TASK BRIEF
Below are records. Copy every line with "identity" in it.

EXTRACTED RECORDS
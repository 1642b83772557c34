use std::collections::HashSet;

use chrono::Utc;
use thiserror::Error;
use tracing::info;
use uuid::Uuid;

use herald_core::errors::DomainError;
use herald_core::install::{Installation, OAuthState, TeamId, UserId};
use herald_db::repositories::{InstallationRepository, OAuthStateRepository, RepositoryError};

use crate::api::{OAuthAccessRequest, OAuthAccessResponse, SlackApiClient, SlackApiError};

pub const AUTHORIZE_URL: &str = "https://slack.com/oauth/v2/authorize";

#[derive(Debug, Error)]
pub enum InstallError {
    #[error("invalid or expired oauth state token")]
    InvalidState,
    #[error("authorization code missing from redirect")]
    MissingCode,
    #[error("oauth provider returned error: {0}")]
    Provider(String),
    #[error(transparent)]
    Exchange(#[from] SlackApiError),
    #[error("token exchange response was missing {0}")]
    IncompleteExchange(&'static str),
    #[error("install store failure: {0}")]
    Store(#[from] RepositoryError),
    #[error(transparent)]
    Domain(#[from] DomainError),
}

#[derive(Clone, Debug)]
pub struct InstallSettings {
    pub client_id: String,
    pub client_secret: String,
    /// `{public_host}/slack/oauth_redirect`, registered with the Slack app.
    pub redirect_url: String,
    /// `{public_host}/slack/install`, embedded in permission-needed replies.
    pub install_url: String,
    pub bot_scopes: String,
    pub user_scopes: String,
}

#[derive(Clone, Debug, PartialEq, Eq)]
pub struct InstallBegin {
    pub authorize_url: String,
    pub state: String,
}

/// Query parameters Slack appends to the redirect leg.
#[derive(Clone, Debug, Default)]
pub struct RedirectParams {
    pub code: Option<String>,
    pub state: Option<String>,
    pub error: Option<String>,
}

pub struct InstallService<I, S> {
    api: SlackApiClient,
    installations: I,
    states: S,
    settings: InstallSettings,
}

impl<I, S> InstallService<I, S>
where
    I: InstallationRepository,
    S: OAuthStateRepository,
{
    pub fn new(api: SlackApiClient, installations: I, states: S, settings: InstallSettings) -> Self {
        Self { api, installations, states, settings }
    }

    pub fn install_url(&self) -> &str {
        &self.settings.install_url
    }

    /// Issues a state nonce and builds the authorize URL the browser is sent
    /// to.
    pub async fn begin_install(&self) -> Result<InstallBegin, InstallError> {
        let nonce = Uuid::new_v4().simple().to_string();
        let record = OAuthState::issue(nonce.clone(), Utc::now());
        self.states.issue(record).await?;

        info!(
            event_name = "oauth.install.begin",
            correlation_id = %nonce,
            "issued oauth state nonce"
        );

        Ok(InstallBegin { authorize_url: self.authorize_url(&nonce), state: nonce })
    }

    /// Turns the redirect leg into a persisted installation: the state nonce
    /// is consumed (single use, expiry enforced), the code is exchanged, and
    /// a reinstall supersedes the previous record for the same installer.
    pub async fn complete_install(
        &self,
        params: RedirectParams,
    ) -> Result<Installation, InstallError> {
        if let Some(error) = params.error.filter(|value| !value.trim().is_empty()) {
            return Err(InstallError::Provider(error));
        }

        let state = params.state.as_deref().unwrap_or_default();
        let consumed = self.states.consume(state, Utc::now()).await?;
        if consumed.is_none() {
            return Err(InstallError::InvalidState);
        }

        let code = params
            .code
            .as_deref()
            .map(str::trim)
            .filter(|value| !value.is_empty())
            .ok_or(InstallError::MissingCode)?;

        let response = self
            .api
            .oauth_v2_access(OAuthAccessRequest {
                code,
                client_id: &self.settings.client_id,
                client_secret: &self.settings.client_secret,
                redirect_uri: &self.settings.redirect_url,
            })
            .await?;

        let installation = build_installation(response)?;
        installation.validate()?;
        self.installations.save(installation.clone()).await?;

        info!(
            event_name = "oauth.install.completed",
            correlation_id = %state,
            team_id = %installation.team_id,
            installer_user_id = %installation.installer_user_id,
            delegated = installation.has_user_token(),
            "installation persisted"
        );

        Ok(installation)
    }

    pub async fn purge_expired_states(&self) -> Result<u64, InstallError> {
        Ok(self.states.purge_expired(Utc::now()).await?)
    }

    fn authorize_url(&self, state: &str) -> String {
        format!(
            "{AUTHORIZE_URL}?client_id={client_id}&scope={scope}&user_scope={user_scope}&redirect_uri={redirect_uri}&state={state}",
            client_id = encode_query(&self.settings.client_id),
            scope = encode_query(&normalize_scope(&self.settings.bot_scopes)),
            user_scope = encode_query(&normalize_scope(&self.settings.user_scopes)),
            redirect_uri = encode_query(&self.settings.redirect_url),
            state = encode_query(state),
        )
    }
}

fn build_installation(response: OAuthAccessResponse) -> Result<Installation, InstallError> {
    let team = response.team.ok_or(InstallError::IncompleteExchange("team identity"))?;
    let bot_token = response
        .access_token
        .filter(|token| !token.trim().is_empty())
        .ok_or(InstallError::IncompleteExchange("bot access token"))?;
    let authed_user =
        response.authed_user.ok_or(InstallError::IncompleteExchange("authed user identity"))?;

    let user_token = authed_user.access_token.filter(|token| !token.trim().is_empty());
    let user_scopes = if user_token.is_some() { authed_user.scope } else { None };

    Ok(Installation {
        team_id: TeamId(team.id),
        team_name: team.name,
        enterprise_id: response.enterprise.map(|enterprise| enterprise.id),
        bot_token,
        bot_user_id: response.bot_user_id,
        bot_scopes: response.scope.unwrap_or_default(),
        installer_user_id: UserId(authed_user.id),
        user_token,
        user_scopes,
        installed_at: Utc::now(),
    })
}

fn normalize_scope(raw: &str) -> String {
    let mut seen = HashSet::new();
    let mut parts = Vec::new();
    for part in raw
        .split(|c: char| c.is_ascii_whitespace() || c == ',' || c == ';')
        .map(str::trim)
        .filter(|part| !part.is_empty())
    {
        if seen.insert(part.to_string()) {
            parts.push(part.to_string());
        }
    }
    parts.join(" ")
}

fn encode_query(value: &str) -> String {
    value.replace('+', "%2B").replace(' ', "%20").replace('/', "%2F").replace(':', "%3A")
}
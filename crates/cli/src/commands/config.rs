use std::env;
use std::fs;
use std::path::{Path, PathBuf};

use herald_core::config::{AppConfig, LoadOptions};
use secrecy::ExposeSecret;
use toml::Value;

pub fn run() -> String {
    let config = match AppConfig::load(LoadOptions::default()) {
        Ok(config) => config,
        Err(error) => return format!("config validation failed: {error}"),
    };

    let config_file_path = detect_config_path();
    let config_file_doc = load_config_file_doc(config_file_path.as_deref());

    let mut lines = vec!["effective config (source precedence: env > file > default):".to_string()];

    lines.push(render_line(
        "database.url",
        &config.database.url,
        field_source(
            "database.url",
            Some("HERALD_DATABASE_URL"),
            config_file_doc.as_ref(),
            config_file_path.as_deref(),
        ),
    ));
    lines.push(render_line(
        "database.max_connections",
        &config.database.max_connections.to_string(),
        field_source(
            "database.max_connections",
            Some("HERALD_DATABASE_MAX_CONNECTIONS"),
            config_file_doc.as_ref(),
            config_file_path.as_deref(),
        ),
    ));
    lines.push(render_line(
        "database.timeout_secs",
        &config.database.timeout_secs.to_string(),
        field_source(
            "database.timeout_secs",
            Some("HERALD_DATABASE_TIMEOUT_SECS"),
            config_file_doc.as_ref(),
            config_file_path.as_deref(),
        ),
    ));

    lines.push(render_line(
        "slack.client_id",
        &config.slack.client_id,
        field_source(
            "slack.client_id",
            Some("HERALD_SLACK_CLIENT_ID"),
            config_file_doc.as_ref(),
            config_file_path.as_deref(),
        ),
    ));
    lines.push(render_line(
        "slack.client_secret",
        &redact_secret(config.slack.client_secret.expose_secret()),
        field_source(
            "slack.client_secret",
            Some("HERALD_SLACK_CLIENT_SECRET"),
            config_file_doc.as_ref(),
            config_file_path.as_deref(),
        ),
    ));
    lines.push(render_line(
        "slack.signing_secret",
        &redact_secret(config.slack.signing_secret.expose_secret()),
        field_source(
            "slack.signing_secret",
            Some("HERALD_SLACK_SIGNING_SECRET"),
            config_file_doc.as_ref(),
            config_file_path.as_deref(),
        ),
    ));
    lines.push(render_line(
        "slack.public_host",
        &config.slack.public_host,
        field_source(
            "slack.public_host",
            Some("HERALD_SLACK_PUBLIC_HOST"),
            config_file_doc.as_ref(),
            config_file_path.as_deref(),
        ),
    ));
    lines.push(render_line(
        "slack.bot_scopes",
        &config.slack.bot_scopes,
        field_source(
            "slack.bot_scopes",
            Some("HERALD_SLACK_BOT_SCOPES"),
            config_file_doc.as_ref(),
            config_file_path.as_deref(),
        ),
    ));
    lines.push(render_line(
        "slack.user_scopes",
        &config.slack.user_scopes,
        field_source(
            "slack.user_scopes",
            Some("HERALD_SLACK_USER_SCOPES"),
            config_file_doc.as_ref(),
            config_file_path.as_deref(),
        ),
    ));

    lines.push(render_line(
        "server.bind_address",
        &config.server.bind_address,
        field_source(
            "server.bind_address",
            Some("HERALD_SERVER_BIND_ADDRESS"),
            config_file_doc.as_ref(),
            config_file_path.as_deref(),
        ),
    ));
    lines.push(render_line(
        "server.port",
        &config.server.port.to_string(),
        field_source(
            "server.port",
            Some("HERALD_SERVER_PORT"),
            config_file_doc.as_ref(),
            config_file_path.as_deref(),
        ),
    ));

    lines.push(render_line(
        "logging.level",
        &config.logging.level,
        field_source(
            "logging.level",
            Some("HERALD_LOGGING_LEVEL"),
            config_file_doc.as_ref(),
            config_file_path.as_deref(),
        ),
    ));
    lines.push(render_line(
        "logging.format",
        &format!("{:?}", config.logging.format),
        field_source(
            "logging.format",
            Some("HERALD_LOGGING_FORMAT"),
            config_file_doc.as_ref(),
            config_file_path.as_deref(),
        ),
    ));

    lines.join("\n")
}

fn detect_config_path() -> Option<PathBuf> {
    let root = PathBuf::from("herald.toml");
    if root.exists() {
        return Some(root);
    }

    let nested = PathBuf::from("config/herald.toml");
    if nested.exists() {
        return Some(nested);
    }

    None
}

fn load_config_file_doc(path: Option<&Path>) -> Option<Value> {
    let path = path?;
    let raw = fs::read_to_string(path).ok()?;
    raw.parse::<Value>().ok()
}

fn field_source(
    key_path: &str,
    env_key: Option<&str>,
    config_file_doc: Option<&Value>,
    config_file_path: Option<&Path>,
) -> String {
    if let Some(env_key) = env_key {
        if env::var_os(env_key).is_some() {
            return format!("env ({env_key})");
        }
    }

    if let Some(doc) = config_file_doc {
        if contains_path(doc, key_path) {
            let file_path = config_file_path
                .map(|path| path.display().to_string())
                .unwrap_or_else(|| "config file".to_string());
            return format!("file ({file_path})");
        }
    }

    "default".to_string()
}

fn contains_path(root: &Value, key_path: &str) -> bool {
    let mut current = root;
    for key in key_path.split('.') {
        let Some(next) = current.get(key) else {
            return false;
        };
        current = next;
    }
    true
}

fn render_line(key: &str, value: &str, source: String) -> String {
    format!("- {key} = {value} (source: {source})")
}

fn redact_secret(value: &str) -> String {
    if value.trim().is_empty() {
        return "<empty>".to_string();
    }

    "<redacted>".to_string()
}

ANSWER FOR THIS EXERCISE
    let team = response.team.ok_or(InstallError::IncompleteExchange("team identity"))?;
        response.authed_user.ok_or(InstallError::IncompleteExchange("authed user identity"))?;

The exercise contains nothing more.